Santa Monica College Pete & Susan Barrett Art Gallery

Raymond Saunders • Recent Works

Exhibit: February 16 – March 26, 2016

Gallery Talk: February 20, 5pm in the Barrett Gallery

Opening Reception: 6 - 8pm, February 20

 

“In the process of painting, for the one thing that someone sees, there are innumerable things that they never see”
—   Raymond Saunders

Raymond Saunders has been an important presence in American Contemporary Art for over 50 years. Frequently compared to Cy Twombly, Robert Rauschenberg and Jean-Michel Basquiat, Raymond Saunders' voice has remained unclassifiable and singular. Unique in its expression, within each piece his voice is heard in dialogue with itself; like a freestyle jazz session where various instruments interact and respond with chance and intention, with rawness, and control.

His predominantly black paintings combine energetic and dissonant mixtures of drawing, collage, assemblage and gestural bursts of paint. The personal scribbles, found objects, and enigmatic symbols are as revealing about his working methods, as they are subtle in encoding messages about politics, race and his life experiences as an African American artist.

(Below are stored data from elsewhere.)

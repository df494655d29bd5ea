//! Assembled HTTP requests, as handed to a transport.
//!
//! Resources build these through [`RequestBuilder`]; a transport only ever
//! sees the finished [`Request`].
//!
//! # Example
//!
//! ```
//! use courier_core::{Request, Method};
//! use bytes::Bytes;
//!
//! let request = Request::<Bytes>::builder(Method::Get, "https://api.example.com".parse().unwrap())
//!     .header("Accept", "application/json")
//!     .build();
//! assert_eq!(request.header("accept"), Some("application/json"));
//! ```

use std::collections::HashMap;

use bytes::Bytes;

use crate::Method;

/// An HTTP request with method, URL, headers, and optional body.
#[derive(Debug, Clone)]
pub struct Request<B = Bytes> {
    method: Method,
    url: url::Url,
    headers: HashMap<String, String>,
    body: Option<B>,
}

impl<B> Request<B> {
    /// Creates a new [`RequestBuilder`].
    #[must_use]
    pub fn builder(method: Method, url: url::Url) -> RequestBuilder<B> {
        RequestBuilder::new(method, url)
    }

    /// HTTP method.
    #[must_use]
    pub const fn method(&self) -> Method {
        self.method
    }

    /// Request URL.
    #[must_use]
    pub fn url(&self) -> &url::Url {
        &self.url
    }

    /// Request headers.
    #[must_use]
    pub fn headers(&self) -> &HashMap<String, String> {
        &self.headers
    }

    /// Mutable access to headers.
    #[must_use]
    pub fn headers_mut(&mut self) -> &mut HashMap<String, String> {
        &mut self.headers
    }

    /// Single header value by name (case-insensitive).
    #[must_use]
    pub fn header(&self, name: &str) -> Option<&str> {
        self.headers
            .iter()
            .find(|(key, _)| key.eq_ignore_ascii_case(name))
            .map(|(_, value)| value.as_str())
    }

    /// Request body.
    #[must_use]
    pub const fn body(&self) -> Option<&B> {
        self.body.as_ref()
    }

    /// Consume into (method, url, headers, body).
    #[must_use]
    pub fn into_parts(self) -> (Method, url::Url, HashMap<String, String>, Option<B>) {
        (self.method, self.url, self.headers, self.body)
    }
}

/// Builder for constructing [`Request`] instances.
#[derive(Debug, Clone)]
pub struct RequestBuilder<B = Bytes> {
    method: Method,
    url: url::Url,
    headers: HashMap<String, String>,
    body: Option<B>,
}

impl<B> RequestBuilder<B> {
    /// Creates a new builder.
    #[must_use]
    pub fn new(method: Method, url: url::Url) -> Self {
        Self {
            method,
            url,
            headers: HashMap::new(),
            body: None,
        }
    }

    /// Sets a header.
    #[must_use]
    pub fn header(mut self, name: impl Into<String>, value: impl Into<String>) -> Self {
        self.headers.insert(name.into(), value.into());
        self
    }

    /// Sets multiple headers.
    #[must_use]
    pub fn headers(mut self, headers: impl IntoIterator<Item = (String, String)>) -> Self {
        self.headers.extend(headers);
        self
    }

    /// Sets the request body.
    #[must_use]
    pub fn body(mut self, body: B) -> Self {
        self.body = Some(body);
        self
    }

    /// Builds the [`Request`].
    #[must_use]
    pub fn build(self) -> Request<B> {
        Request {
            method: self.method,
            url: self.url,
            headers: self.headers,
            body: self.body,
        }
    }
}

The dramatic black backgrounds provide a dark pictorial space reminiscent of blackboards. Knowledge and information is recorded with delicate white chalk-like lines that speak quietly against found objects and images, constructing narratives that push and pull in different directions frequently loaded with double meanings. Despite the use of disparate elements, the arrangements are unexpectedly elegant. They are a poetic depiction of what it is like to live in an urban city with a vast array of materials utilized in creating one's identity. These carefully chosen materials once discarded by society, are reused by Raymond to compose lyrically engaged and wise works of art that dismantle cultural hierarchies and improvise with high and low.

Raymond Saunders studied at the Pennsylvania Academy of the Fine Arts and the University of Pennsylvania, earning a B.F.A at Carnegie Institute of Technology in 1960. In 1961, he received a M.F.A. from California College of Arts and Crafts in Oakland.

Saunders has received multiple awards such as the Prix de Rome, 1964-1966, and the National Endowment for the Arts Award in 1977 and 1984, as well as a Guggenheim Fellowship in 1976. His work is held in numerous collections, including the Museum of Modern Art, the Metropolitan Museum of Art, the Whitney Museum of American Art, the Museum of Contemporary Art, Los Angeles, and the San Francisco Museum of Modern Art.